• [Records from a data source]
◇ ◇ ◇
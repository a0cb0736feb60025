use crate::error::{NotifyError, Result};
use crate::utils::redact_secrets;
use crate::Provider;
use relaypost_common::types::Channel;
use serde_json::Value;
use std::collections::HashMap;

/// Factory for creating [`Provider`] instances from a channel's JSON
/// credential bundle.
///
/// One plugin per channel, registered in the [`ProviderRegistry`].
/// The credential store calls `validate_config` before accepting a save
/// and `redact_config` before returning a bundle to the API; the tester
/// and dispatcher call `create_provider` when they actually need to talk
/// to the external service.
pub trait ProviderPlugin: Send + Sync {
    /// The channel this plugin builds providers for.
    fn channel(&self) -> Channel;

    /// Names of the write-mostly secret fields in this channel's bundle
    /// (passwords, tokens, key material).
    fn secret_fields(&self) -> &'static [&'static str];

    /// Validates a credential bundle against this plugin's expected
    /// schema, including per-provider required fields.
    fn validate_config(&self, config: &Value) -> Result<()>;

    /// Creates a configured provider from a validated bundle.
    fn create_provider(&self, config: &Value) -> Result<Box<dyn Provider>>;

    /// Returns a copy of `config` with secrets replaced by `"***"`.
    /// Used for API responses.
    fn redact_config(&self, config: &Value) -> Value {
        redact_secrets(config, self.secret_fields())
    }
}

/// Registry of the per-channel [`ProviderPlugin`]s.
///
/// # Examples
///
/// ```
/// use relaypost_common::types::Channel;
/// use relaypost_notify::plugin::ProviderRegistry;
///
/// let registry = ProviderRegistry::default();
/// assert!(registry.get(Channel::Email).is_some());
/// assert!(registry.get(Channel::Push).is_some());
/// ```
pub struct ProviderRegistry {
    plugins: HashMap<Channel, Box<dyn ProviderPlugin>>,
}

impl ProviderRegistry {
    pub fn new() -> Self {
        Self {
            plugins: HashMap::new(),
        }
    }

    pub fn register(&mut self, plugin: Box<dyn ProviderPlugin>) {
        self.plugins.insert(plugin.channel(), plugin);
    }

    pub fn get(&self, channel: Channel) -> Option<&dyn ProviderPlugin> {
        self.plugins.get(&channel).map(|p| p.as_ref())
    }

    fn require(&self, channel: Channel) -> Result<&dyn ProviderPlugin> {
        self.get(channel)
            .ok_or_else(|| NotifyError::UnknownChannel(channel.to_string()))
    }

    /// Validate `config` and build the provider for `channel`.
    pub fn create_provider(&self, channel: Channel, config: &Value) -> Result<Box<dyn Provider>> {
        let plugin = self.require(channel)?;
        plugin.validate_config(config)?;
        plugin.create_provider(config)
    }

    pub fn validate_config(&self, channel: Channel, config: &Value) -> Result<()> {
        self.require(channel)?.validate_config(config)
    }

    pub fn redact_config(&self, channel: Channel, config: &Value) -> Value {
        match self.get(channel) {
            Some(plugin) => plugin.redact_config(config),
            None => config.clone(),
        }
    }

    pub fn secret_fields(&self, channel: Channel) -> &'static [&'static str] {
        self.get(channel).map(|p| p.secret_fields()).unwrap_or(&[])
    }
}

impl Default for ProviderRegistry {
    fn default() -> Self {
        let mut registry = Self::new();
        registry.register(Box::new(crate::providers::smtp::SmtpPlugin));
        registry.register(Box::new(crate::providers::sms::SmsPlugin));
        registry.register(Box::new(crate::providers::whatsapp::WhatsappPlugin));
        registry.register(Box::new(crate::providers::push::PushPlugin));
        registry
    }
}
use crate::error::{CatalogError, Result};
use crate::event::NotificationEvent;
use crate::template::{NotificationTemplate, TemplateField};
use relaypost_common::types::{Channel, RecipientRole};
use serde::{Deserialize, Serialize};
use std::collections::BTreeMap;

/// The full configuration document exchanged with the backing API:
/// an idempotent full-replace payload in both directions.
#[derive(Debug, Clone, Default, Serialize, Deserialize, utoipa::ToSchema)]
pub struct ConfigDocument {
    pub events: Vec<NotificationEvent>,
    pub templates: Vec<NotificationTemplate>,
}

/// Owned, in-memory catalog state: the event switchboard plus one
/// template record per event.
///
/// Single-writer: mutations come from the admin surface one
/// request at a time, and persistence happens only on an explicit save
/// (the store itself never talks to the backing service). Toggles on a
/// disabled event still mutate state: that shadow configuration is kept
/// so re-enabling restores what the operator had set up.
#[derive(Debug, Clone, Default)]
pub struct CatalogStore {
    events: Vec<NotificationEvent>,
    templates: Vec<NotificationTemplate>,
}

impl CatalogStore {
    /// Build a store from raw parts, normalizing every record so the
    /// channel-key and content-leaf invariants hold regardless of what the
    /// backing API sent.
    pub fn from_parts(
        events: Vec<NotificationEvent>,
        templates: Vec<NotificationTemplate>,
    ) -> Self {
        let mut store = Self { events, templates };
        store.normalize();
        store
    }

    fn normalize(&mut self) {
        for ev in &mut self.events {
            ev.normalize();
        }
        // ContentTable deserialization already materializes missing leaves;
        // nothing further to do for templates.
    }

    /// Replace the whole catalog with `doc` (idempotent full replace).
    pub fn replace(&mut self, doc: ConfigDocument) {
        self.events = doc.events;
        self.templates = doc.templates;
        self.normalize();
    }

    /// Snapshot for the save/load contract with the backing API.
    pub fn snapshot(&self) -> ConfigDocument {
        ConfigDocument {
            events: self.events.clone(),
            templates: self.templates.clone(),
        }
    }

    pub fn events(&self) -> &[NotificationEvent] {
        &self.events
    }

    pub fn event(&self, event_id: &str) -> Result<&NotificationEvent> {
        self.events
            .iter()
            .find(|e| e.id == event_id)
            .ok_or_else(|| CatalogError::NotFound {
                entity: "event",
                id: event_id.to_string(),
            })
    }

    fn event_mut(&mut self, event_id: &str) -> Result<&mut NotificationEvent> {
        self.events
            .iter_mut()
            .find(|e| e.id == event_id)
            .ok_or_else(|| CatalogError::NotFound {
                entity: "event",
                id: event_id.to_string(),
            })
    }

    /// Events grouped by their category label, for display.
    pub fn events_by_category(&self) -> BTreeMap<&str, Vec<&NotificationEvent>> {
        let mut grouped: BTreeMap<&str, Vec<&NotificationEvent>> = BTreeMap::new();
        for ev in &self.events {
            grouped.entry(ev.category.as_str()).or_default().push(ev);
        }
        grouped
    }

    pub fn toggle_event(&mut self, event_id: &str) -> Result<&NotificationEvent> {
        let ev = self.event_mut(event_id)?;
        ev.toggle();
        Ok(ev)
    }

    pub fn toggle_channel(&mut self, event_id: &str, channel: Channel) -> Result<&NotificationEvent> {
        let ev = self.event_mut(event_id)?;
        ev.toggle_channel(channel);
        Ok(ev)
    }

    pub fn toggle_recipient(
        &mut self,
        event_id: &str,
        role: RecipientRole,
    ) -> Result<&NotificationEvent> {
        let ev = self.event_mut(event_id)?;
        ev.toggle_recipient(role);
        Ok(ev)
    }

    pub fn templates(&self) -> &[NotificationTemplate] {
        &self.templates
    }

    pub fn template(&self, template_id: &str) -> Result<&NotificationTemplate> {
        self.templates
            .iter()
            .find(|t| t.id == template_id)
            .ok_or_else(|| CatalogError::NotFound {
                entity: "template",
                id: template_id.to_string(),
            })
    }

    /// The one template record owned by `event_id`.
    pub fn template_for_event(&self, event_id: &str) -> Result<&NotificationTemplate> {
        self.templates
            .iter()
            .find(|t| t.event_id == event_id)
            .ok_or_else(|| CatalogError::NotFound {
                entity: "template",
                id: event_id.to_string(),
            })
    }

    /// Apply the single-leaf mutation primitive and store the resulting
    /// record. Returns the updated template.
    pub fn update_template_field(
        &mut self,
        template_id: &str,
        role: RecipientRole,
        channel: Channel,
        field: TemplateField,
        value: &str,
    ) -> Result<&NotificationTemplate> {
        let pos = self
            .templates
            .iter()
            .position(|t| t.id == template_id)
            .ok_or_else(|| CatalogError::NotFound {
                entity: "template",
                id: template_id.to_string(),
            })?;
        let updated = self.templates[pos].with_field(role, channel, field, value)?;
        self.templates[pos] = updated;
        Ok(&self.templates[pos])
    }
}
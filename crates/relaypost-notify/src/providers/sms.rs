use crate::error::{NotifyError, Result};
use crate::plugin::ProviderPlugin;
use crate::utils::{truncate_diagnostic, MAX_DIAGNOSTIC_LENGTH};
use crate::{Provider, RenderedMessage};
use async_trait::async_trait;
use relaypost_common::types::Channel;
use serde::Deserialize;
use serde_json::Value;

const TWILIO_API_BASE: &str = "https://api.twilio.com";
const VONAGE_API_BASE: &str = "https://rest.nexmo.com";

/// SMS gateway vendors the sms channel can be pointed at. The stored
/// bundle is provider-agnostic: switching vendors changes which fields
/// are required, never which fields are kept.
#[derive(Debug, Clone, Copy, PartialEq, Eq, Deserialize)]
#[serde(rename_all = "lowercase")]
pub enum SmsProviderKind {
    Twilio,
    Nexmo,
    Generic,
}

#[derive(Deserialize)]
struct SmsConfig {
    provider: SmsProviderKind,
    /// Twilio account SID / Vonage api_key.
    #[serde(default)]
    account_id: Option<String>,
    /// Twilio auth token / Vonage api_secret / generic gateway bearer key.
    #[serde(default)]
    api_secret: Option<String>,
    #[serde(default)]
    from_number: Option<String>,
    /// Generic gateway endpoint; unused for the hosted vendors.
    #[serde(default)]
    gateway_url: Option<String>,
}

impl SmsConfig {
    fn validated(self) -> Result<Self> {
        let missing = |field: &str| {
            NotifyError::InvalidConfig(format!("sms: {field} is required for this provider"))
        };
        match self.provider {
            SmsProviderKind::Twilio | SmsProviderKind::Nexmo => {
                if self.account_id.as_deref().unwrap_or("").is_empty() {
                    return Err(missing("account_id"));
                }
                if self.api_secret.as_deref().unwrap_or("").is_empty() {
                    return Err(missing("api_secret"));
                }
                if self.from_number.as_deref().unwrap_or("").is_empty() {
                    return Err(missing("from_number"));
                }
            }
            SmsProviderKind::Generic => {
                if self.gateway_url.as_deref().unwrap_or("").is_empty() {
                    return Err(missing("gateway_url"));
                }
            }
        }
        Ok(self)
    }
}

pub struct SmsProvider {
    client: reqwest::Client,
    kind: SmsProviderKind,
    account_id: String,
    api_secret: String,
    from_number: String,
    gateway_url: Option<String>,
    api_base: String,
}

impl SmsProvider {
    fn from_config(cfg: SmsConfig) -> Self {
        let api_base = match cfg.provider {
            SmsProviderKind::Twilio => TWILIO_API_BASE,
            SmsProviderKind::Nexmo => VONAGE_API_BASE,
            SmsProviderKind::Generic => "",
        };
        Self {
            client: reqwest::Client::new(),
            kind: cfg.provider,
            account_id: cfg.account_id.unwrap_or_default(),
            api_secret: cfg.api_secret.unwrap_or_default(),
            from_number: cfg.from_number.unwrap_or_default(),
            gateway_url: cfg.gateway_url,
            api_base: api_base.to_string(),
        }
    }

    #[cfg(test)]
    pub(crate) fn with_api_base(mut self, base: &str) -> Self {
        self.api_base = base.to_string();
        self
    }

    #[cfg(test)]
    pub(crate) fn from_value(config: &Value) -> Result<Self> {
        let cfg: SmsConfig = serde_json::from_value(config.clone())
            .map_err(|e| NotifyError::InvalidConfig(format!("sms: {e}")))?;
        Ok(Self::from_config(cfg.validated()?))
    }

    async fn api_failure(resp: reqwest::Response) -> NotifyError {
        let status = resp.status().as_u16();
        let body = resp.text().await.unwrap_or_default();
        NotifyError::Api {
            service: "sms",
            status,
            body: truncate_diagnostic(&body, MAX_DIAGNOSTIC_LENGTH),
        }
    }

    async fn deliver_twilio(&self, body: &str, to: &str) -> Result<()> {
        let url = format!(
            "{}/2010-04-01/Accounts/{}/Messages.json",
            self.api_base, self.account_id
        );
        let resp = self
            .client
            .post(&url)
            .basic_auth(&self.account_id, Some(&self.api_secret))
            .form(&[("To", to), ("From", self.from_number.as_str()), ("Body", body)])
            .send()
            .await?;
        if !resp.status().is_success() {
            return Err(Self::api_failure(resp).await);
        }
        Ok(())
    }

    async fn deliver_nexmo(&self, body: &str, to: &str) -> Result<()> {
        let url = format!("{}/sms/json", self.api_base);
        let resp = self
            .client
            .post(&url)
            .form(&[
                ("api_key", self.account_id.as_str()),
                ("api_secret", self.api_secret.as_str()),
                ("from", self.from_number.as_str()),
                ("to", to),
                ("text", body),
            ])
            .send()
            .await?;
        if !resp.status().is_success() {
            return Err(Self::api_failure(resp).await);
        }
        // Vonage reports per-message errors in a 200 body.
        let payload: Value = resp.json().await?;
        let status = payload["messages"][0]["status"].as_str().unwrap_or("0");
        if status != "0" {
            let err = payload["messages"][0]["error-text"]
                .as_str()
                .unwrap_or("unknown error")
                .to_string();
            return Err(NotifyError::Api {
                service: "sms",
                status: 200,
                body: err,
            });
        }
        Ok(())
    }

    async fn deliver_generic(&self, body: &str, to: &str) -> Result<()> {
        let url = self
            .gateway_url
            .as_deref()
            .ok_or_else(|| NotifyError::InvalidConfig("sms: gateway_url missing".into()))?;
        let mut req = self.client.post(url).json(&serde_json::json!({
            "to": to,
            "from": self.from_number,
            "message": body,
        }));
        if !self.api_secret.is_empty() {
            req = req.header("Authorization", format!("Bearer {}", self.api_secret));
        }
        let resp = req.send().await?;
        if !resp.status().is_success() {
            return Err(Self::api_failure(resp).await);
        }
        Ok(())
    }
}

#[async_trait]
impl Provider for SmsProvider {
    async fn deliver(&self, message: &RenderedMessage, address: &str) -> Result<()> {
        match self.kind {
            SmsProviderKind::Twilio => self.deliver_twilio(&message.body, address).await,
            SmsProviderKind::Nexmo => self.deliver_nexmo(&message.body, address).await,
            SmsProviderKind::Generic => self.deliver_generic(&message.body, address).await,
        }
    }

    async fn probe(&self) -> Result<String> {
        match self.kind {
            SmsProviderKind::Twilio => {
                let url = format!(
                    "{}/2010-04-01/Accounts/{}.json",
                    self.api_base, self.account_id
                );
                let resp = self
                    .client
                    .get(&url)
                    .basic_auth(&self.account_id, Some(&self.api_secret))
                    .send()
                    .await?;
                if !resp.status().is_success() {
                    return Err(Self::api_failure(resp).await);
                }
                Ok("Twilio account verified".to_string())
            }
            SmsProviderKind::Nexmo => {
                let url = format!("{}/account/get-balance", self.api_base);
                let resp = self
                    .client
                    .get(&url)
                    .query(&[
                        ("api_key", self.account_id.as_str()),
                        ("api_secret", self.api_secret.as_str()),
                    ])
                    .send()
                    .await?;
                if !resp.status().is_success() {
                    return Err(Self::api_failure(resp).await);
                }
                Ok("Vonage account verified".to_string())
            }
            SmsProviderKind::Generic => {
                // Reachability only: a custom gateway has no standard
                // account endpoint, so any HTTP answer counts.
                let url = self
                    .gateway_url
                    .as_deref()
                    .ok_or_else(|| NotifyError::InvalidConfig("sms: gateway_url missing".into()))?;
                self.client.get(url).send().await?;
                Ok("SMS gateway reachable".to_string())
            }
        }
    }

    fn channel(&self) -> Channel {
        Channel::Sms
    }
}

// Plugin

pub struct SmsPlugin;

impl ProviderPlugin for SmsPlugin {
    fn channel(&self) -> Channel {
        Channel::Sms
    }

    fn secret_fields(&self) -> &'static [&'static str] {
        &["api_secret"]
    }

    fn validate_config(&self, config: &Value) -> Result<()> {
        let cfg: SmsConfig = serde_json::from_value(config.clone())
            .map_err(|e| NotifyError::InvalidConfig(format!("sms: {e}")))?;
        cfg.validated().map(|_| ())
    }

    fn create_provider(&self, config: &Value) -> Result<Box<dyn Provider>> {
        let cfg: SmsConfig = serde_json::from_value(config.clone())
            .map_err(|e| NotifyError::InvalidConfig(format!("sms: {e}")))?;
        Ok(Box::new(SmsProvider::from_config(cfg.validated()?)))
    }
}
use axum::{body::Bytes, extract::{Path, State}, response::IntoResponse, http::StatusCode, Json};
use std::sync::Arc;
use tracing::info;
use crate::api::dtos::requests::{
    BookAppointmentRequest, CancelAppointmentRequest, RescheduleRequest, UpdateStatusRequest,
};
use crate::api::dtos::responses::{AppointmentResponse, CanCancelResponse};
use crate::api::extractors::auth::AuthActor;
use crate::domain::models::actor::Actor;
use crate::domain::services::booking::{BookingClient, NewBooking, NewSchedule};
use crate::domain::services::policy::PolicyVerdict;
use crate::error::AppError;
use crate::state::AppState;

pub async fn book_appointment(
    State(state): State<Arc<AppState>>,
    AuthActor(actor): AuthActor,
    Path(business_id): Path<String>,
    Json(payload): Json<BookAppointmentRequest>,
) -> Result<impl IntoResponse, AppError> {
    let client = match (payload.client_id, payload.walk_in) {
        (Some(_), Some(_)) => {
            return Err(AppError::Validation("Provide either a client or a walk-in, not both".into()));
        }
        (Some(client_id), None) => Some(BookingClient::Registered(client_id)),
        (None, Some(walk_in)) => {
            if walk_in.full_name.trim().is_empty() {
                return Err(AppError::Validation("Walk-in name is required".into()));
            }
            Some(BookingClient::WalkIn { full_name: walk_in.full_name, phone: walk_in.phone })
        }
        (None, None) => None,
    };

    let request = NewBooking {
        employee_id: payload.employee_id,
        date: payload.date,
        start_time: payload.start_time,
        end_time: payload.end_time,
        services: payload.services,
        client,
        notes: payload.notes,
    };

    let appointment = state.booking_service.book(&business_id, &actor, request).await?;
    Ok((StatusCode::CREATED, Json(AppointmentResponse::ok(appointment))))
}

pub async fn get_appointment(
    State(state): State<Arc<AppState>>,
    AuthActor(actor): AuthActor,
    Path(appointment_id): Path<String>,
) -> Result<impl IntoResponse, AppError> {
    let appointment = state.booking_service.find_for(&appointment_id, &actor).await?;
    Ok(Json(appointment))
}

pub async fn can_cancel(
    State(state): State<Arc<AppState>>,
    AuthActor(actor): AuthActor,
    Path(appointment_id): Path<String>,
) -> Result<impl IntoResponse, AppError> {
    let verdict = state.cancellation_service.can_cancel(&appointment_id, &actor).await?;
    let response = match verdict {
        PolicyVerdict::Allowed => CanCancelResponse { allowed: true, reason: None },
        PolicyVerdict::Denied(reason) => CanCancelResponse { allowed: false, reason: Some(reason) },
    };
    Ok(Json(response))
}

pub async fn cancel_by_client(
    State(state): State<Arc<AppState>>,
    AuthActor(actor): AuthActor,
    Path(appointment_id): Path<String>,
    body: Bytes,
) -> Result<impl IntoResponse, AppError> {
    let Actor::Client(_) = actor else {
        return Err(AppError::Forbidden("Use the business cancellation endpoint".into()));
    };
    let reason = cancel_reason(&body)?;

    let cancelled = state.cancellation_service.cancel(&appointment_id, &actor, reason.as_deref()).await?;
    info!("Appointment {} cancelled by client", cancelled.id);
    Ok(Json(AppointmentResponse::ok(cancelled)))
}

pub async fn cancel_by_business(
    State(state): State<Arc<AppState>>,
    AuthActor(actor): AuthActor,
    Path(appointment_id): Path<String>,
    body: Bytes,
) -> Result<impl IntoResponse, AppError> {
    let Actor::BusinessOwner(_) = actor else {
        return Err(AppError::Forbidden("Only the business can use this endpoint".into()));
    };
    let reason = cancel_reason(&body)?;

    let cancelled = state.cancellation_service.cancel(&appointment_id, &actor, reason.as_deref()).await?;
    info!("Appointment {} cancelled by business", cancelled.id);
    Ok(Json(AppointmentResponse::ok(cancelled)))
}

pub async fn update_status(
    State(state): State<Arc<AppState>>,
    AuthActor(actor): AuthActor,
    Path(appointment_id): Path<String>,
    Json(payload): Json<UpdateStatusRequest>,
) -> Result<impl IntoResponse, AppError> {
    let updated = state.booking_service.transition(&appointment_id, &actor, payload.status).await?;
    Ok(Json(AppointmentResponse::ok(updated)))
}

pub async fn reschedule_appointment(
    State(state): State<Arc<AppState>>,
    AuthActor(actor): AuthActor,
    Path(appointment_id): Path<String>,
    Json(payload): Json<RescheduleRequest>,
) -> Result<impl IntoResponse, AppError> {
    let schedule = NewSchedule {
        date: payload.date,
        start_time: payload.start_time,
        end_time: payload.end_time,
        employee_id: payload.employee_id,
    };
    let moved = state.booking_service.reschedule(&appointment_id, &actor, schedule).await?;
    Ok(Json(AppointmentResponse::ok(moved)))
}

/// The cancel body is optional; an empty request means no reason.
fn cancel_reason(body: &Bytes) -> Result<Option<String>, AppError> {
    if body.iter().all(u8::is_ascii_whitespace) {
        return Ok(None);
    }
    let request: CancelAppointmentRequest = serde_json::from_slice(body)
        .map_err(|e| AppError::Validation(format!("Invalid cancel request: {}", e)))?;
    Ok(request.reason.filter(|r| !r.trim().is_empty()))
}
◇ ◇ ◇
• [ACTIVITY] Above are some records; copy each line there that contains "Bytes".

• [TASK RESULT]
use axum::{body::Bytes, extract::{Path, State}, response::IntoResponse, http::StatusCode, Json};
    body: Bytes,
    body: Bytes,
fn cancel_reason(body: &Bytes) -> Result<Option<String>, AppError> {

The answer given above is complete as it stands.